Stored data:
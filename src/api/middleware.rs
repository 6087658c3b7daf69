use axum::{
    body::Body,
    http::Request,
    middleware::Next,
    response::Response,
};
use std::time::Instant;

pub async fn logging(request: Request<Body>, next: Next) -> Response {
    let start = Instant::now();
    let method = request.method().clone();
    let uri = request.uri().clone();

    let response = next.run(request).await;

    let duration = start.elapsed();
    let status = response.status();

    println!("{} {} - {} - {:?}", method, uri, status.as_u16(), duration);

    response
}

pub async fn cors(request: Request<Body>, next: Next) -> Response {
    let mut response = next.run(request).await;

    let headers = response.headers_mut();
    headers.insert("Access-Control-Allow-Origin", "*".parse().unwrap());
    headers.insert(
        "Access-Control-Allow-Methods",
        "GET, POST, PUT, DELETE, OPTIONS".parse().unwrap(),
    );
    headers.insert(
        "Access-Control-Allow-Headers",
        "Content-Type, Authorization".parse().unwrap(),
    );

    response
}
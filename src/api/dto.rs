//! ゲームAPI データ転送オブジェクト (DTO)

use axum::{http::StatusCode, response::Json};
use chrono::{DateTime, Utc};
use serde::{Deserialize, Serialize};
use uuid::Uuid;

use crate::error::{AIError, GameError};
use crate::game::{Cell, GameStatus, Player, Square};
use crate::session::{GameSession, MoveRecord};

/// リクエストのマスインデックスを検証する
pub fn validate_square(index: usize) -> Result<Square, String> {
    Square::new(index).ok_or_else(|| format!("マスが範囲外です: {}. 有効範囲: 0-8", index))
}

/// ゲーム状態を文字列表現に変換する
/// フロントエンドのステータス表示に使用する
pub fn status_string(status: &GameStatus) -> String {
    match status {
        GameStatus::InProgress => "in_progress",
        GameStatus::Finished {
            winner: Some(Player::X),
            ..
        } => "finished_x_wins",
        GameStatus::Finished {
            winner: Some(Player::O),
            ..
        } => "finished_o_wins",
        GameStatus::Finished { winner: None, .. } => "finished_draw",
    }
    .to_string()
}

#[derive(Debug, Deserialize)]
pub struct PlayerMoveRequest {
    pub index: usize,
}

#[derive(Debug, Clone, Serialize)]
pub struct GameResponse {
    pub game_id: Uuid,
    pub board: Vec<Option<Player>>,
    pub current_player: Player,
    pub x_count: u8,
    pub o_count: u8,
    pub ai_thinking: bool,
    pub status: String,
    pub winning_line: Option<[usize; 3]>,
    pub empty_squares: Vec<usize>,
    pub move_count: u32,
}

impl GameResponse {
    pub fn from_session(session: &GameSession) -> Self {
        let board: Vec<Option<Player>> = Square::all()
            .map(|square| {
                session
                    .game_state
                    .board
                    .get_cell(square)
                    .and_then(Cell::to_player)
            })
            .collect();

        let empty_squares = if session.is_finished() {
            Vec::new()
        } else {
            session
                .game_state
                .board
                .empty_squares()
                .iter()
                .map(|square| square.index)
                .collect()
        };

        let (x_count, o_count) = session.game_state.count_marks();

        Self {
            game_id: session.id,
            board,
            current_player: session.game_state.current_player,
            x_count,
            o_count,
            ai_thinking: session.ai_thinking,
            status: status_string(&session.game_state.game_status),
            winning_line: session.game_state.winning_line(),
            empty_squares,
            move_count: session.game_state.get_move_count() as u32,
        }
    }
}

#[derive(Debug, Serialize)]
pub struct MoveResponse {
    pub success: bool,
    pub game_state: GameResponse,
    pub player_move: usize,
    pub ai_move: Option<usize>,
    pub message: Option<String>,
}

#[derive(Debug, Serialize)]
pub struct MoveHistoryResponse {
    pub game_id: Uuid,
    pub moves: Vec<MoveRecord>,
    pub total_moves: usize,
}

#[derive(Debug, Serialize)]
pub struct SessionListResponse {
    pub sessions: Vec<SessionSummary>,
    pub total_count: usize,
}

#[derive(Debug, Serialize)]
pub struct SessionSummary {
    pub game_id: Uuid,
    pub status: String,
    pub created_at: DateTime<Utc>,
    pub last_move_at: DateTime<Utc>,
    pub move_count: u32,
}

impl SessionSummary {
    pub fn from_session(session: &GameSession) -> Self {
        Self {
            game_id: session.id,
            status: status_string(&session.game_state.game_status),
            created_at: session.created_at,
            last_move_at: session.last_move_at,
            move_count: session.game_state.get_move_count() as u32,
        }
    }
}

#[derive(Debug, Serialize)]
pub struct ErrorResponse {
    pub error: String,
    pub message: String,
    pub timestamp: DateTime<Utc>,
    pub error_code: Option<String>,
}

impl ErrorResponse {
    pub fn new(error: impl Into<String>, message: impl Into<String>) -> Self {
        Self {
            error: error.into(),
            message: message.into(),
            timestamp: Utc::now(),
            error_code: None,
        }
    }

    pub fn with_code(
        error: impl Into<String>,
        message: impl Into<String>,
        code: impl Into<String>,
    ) -> Self {
        Self {
            error: error.into(),
            message: message.into(),
            timestamp: Utc::now(),
            error_code: Some(code.into()),
        }
    }
}

#[derive(Debug, thiserror::Error)]
pub enum ApiError {
    #[error("ゲームセッションが見つかりません: {game_id}")]
    GameNotFound { game_id: Uuid },

    #[error("無効な着手です: {reason}")]
    InvalidMove { reason: String },

    #[error("プレイヤーの手番ではありません")]
    NotPlayerTurn,

    #[error("セッション制限に達しています")]
    SessionLimitExceeded,

    #[error("AI思考エラー: {details}")]
    AiThinkingError { details: String },

    #[error("ゲームは既に終了しています")]
    GameAlreadyFinished,

    #[error("無効なリクエストです: {details}")]
    BadRequest { details: String },
}

impl ApiError {
    pub fn error_code(&self) -> &'static str {
        match self {
            ApiError::GameNotFound { .. } => "GAME_NOT_FOUND",
            ApiError::InvalidMove { .. } => "INVALID_MOVE",
            ApiError::NotPlayerTurn => "NOT_PLAYER_TURN",
            ApiError::SessionLimitExceeded => "MAX_SESSIONS_REACHED",
            ApiError::AiThinkingError { .. } => "AI_THINKING_ERROR",
            ApiError::GameAlreadyFinished => "GAME_ALREADY_FINISHED",
            ApiError::BadRequest { .. } => "BAD_REQUEST",
        }
    }

    pub fn status_code(&self) -> StatusCode {
        match self {
            ApiError::GameNotFound { .. } => StatusCode::NOT_FOUND,
            ApiError::InvalidMove { .. } => StatusCode::BAD_REQUEST,
            ApiError::NotPlayerTurn => StatusCode::FORBIDDEN,
            ApiError::SessionLimitExceeded => StatusCode::TOO_MANY_REQUESTS,
            ApiError::AiThinkingError { .. } => StatusCode::INTERNAL_SERVER_ERROR,
            ApiError::GameAlreadyFinished => StatusCode::BAD_REQUEST,
            ApiError::BadRequest { .. } => StatusCode::BAD_REQUEST,
        }
    }
}

impl From<GameError> for ApiError {
    fn from(err: GameError) -> Self {
        match err {
            GameError::GameNotFound { game_id } => ApiError::GameNotFound { game_id },
            GameError::InvalidMove { reason } => ApiError::InvalidMove { reason },
            GameError::GameFinished => ApiError::GameAlreadyFinished,
            GameError::SessionLimitExceeded => ApiError::SessionLimitExceeded,
            GameError::AIError { source } => ApiError::AiThinkingError {
                details: source.to_string(),
            },
        }
    }
}

impl From<AIError> for ApiError {
    fn from(err: AIError) -> Self {
        ApiError::AiThinkingError {
            details: err.to_string(),
        }
    }
}

impl From<ApiError> for (StatusCode, Json<ErrorResponse>) {
    fn from(err: ApiError) -> Self {
        let status_code = err.status_code();
        let error_response =
            ErrorResponse::with_code(err.error_code(), err.to_string(), err.error_code());

        (status_code, Json(error_response))
    }
}

pub type ApiResult<T> = Result<T, ApiError>;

### EXERCISE DETAILS
Work through the records above and count the lines that hold the string "GameAlreadyFinished". Please give only that figure.

### TASK SOLUTION
4